• [THE INPUT]:
use super::rules::{battle_move_replacement, is_battle_only_form, out_of_battle_form};
use crate::personal::personal_info;
use crate::regen::RegenTemplate;
use schema::{GameContext, Gender, PersonalInfo};

impl RegenTemplate {
    /// Store battle-only forms as their out-of-battle counterpart.
    pub fn sanitize_form(&mut self) {
        if is_battle_only_form(self.species, self.form, self.format) {
            self.form = out_of_battle_form(self.species, self.form, self.format);
        }
    }

    /// Rewrite moves that only exist mid-battle to the move they are stored as.
    pub fn sanitize_battle_moves(&mut self) {
        for slot in self.moves.iter_mut() {
            if let Some(replacement) = battle_move_replacement(self.species, *slot) {
                *slot = replacement;
            }
        }
    }

    /// Force the gender of single-gender species.
    pub fn fix_gender(&mut self, info: &PersonalInfo) {
        if info.only_male() {
            self.gender = Some(Gender::Male);
        } else if info.only_female() {
            self.gender = Some(Gender::Female);
        }
    }

    /// Apply every sanitization. Each one touches its own fields, so the
    /// order does not matter and repeated calls change nothing.
    pub fn normalize(&mut self, context: GameContext) {
        self.sanitize_form();
        self.sanitize_battle_moves();
        if let Some(info) = personal_info(context, self.species, self.form) {
            self.fix_gender(&info);
        }
    }
}

#[cfg(test)]
mod tests {
    use super::*;
    use pretty_assertions::assert_eq;
    use schema::{moves, Species};

    #[test]
    fn test_behemoth_moves_become_iron_head() {
        let mut template = RegenTemplate::new(Species::ZACIAN, 8);
        template.form = 1;
        template.moves = [moves::BEHEMOTH_BLADE, moves::TACKLE, moves::BEHEMOTH_BASH, 0];
        template.normalize(GameContext::SwordShield);
        assert_eq!(
            template.moves,
            [moves::IRON_HEAD, moves::TACKLE, moves::IRON_HEAD, 0]
        );
        assert_eq!(template.form, 1);
    }

    #[test]
    fn test_battle_only_form_reverts() {
        let mut template = RegenTemplate::new(Species::DARMANITAN, 8);
        template.form = 3;
        template.sanitize_form();
        assert_eq!(template.form, 2);

        // Zen mode was not stored differently before it existed
        let mut template = RegenTemplate::new(Species::VENUSAUR, 5);
        template.form = 1;
        template.sanitize_form();
        assert_eq!(template.form, 1);
    }

    #[test]
    fn test_single_gender_species_are_forced() {
        let mut template = RegenTemplate::new(Species::ENAMORUS, 8);
        template.gender = Some(Gender::Male);
        template.normalize(GameContext::LegendsArceus);
        assert_eq!(template.gender, Some(Gender::Female));

        let mut template = RegenTemplate::new(Species::KUBFU, 8);
        template.gender = Some(Gender::Female);
        template.normalize(GameContext::SwordShield);
        assert_eq!(template.gender, Some(Gender::Female));
    }

    #[test]
    fn test_normalize_is_idempotent() {
        let mut template = RegenTemplate::new(Species::MIMIKYU, 7);
        template.form = 3;
        template.normalize(GameContext::Gen7);
        let once = template.clone();
        template.normalize(GameContext::Gen7);
        assert_eq!(template, once);
        assert_eq!(template.form, 2);
    }
}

• [TO DO]:
Since only a number is wanted, report how many lines of the listing include the word "GameContext".

• [SOLUTION TO THIS PROBLEM]:
7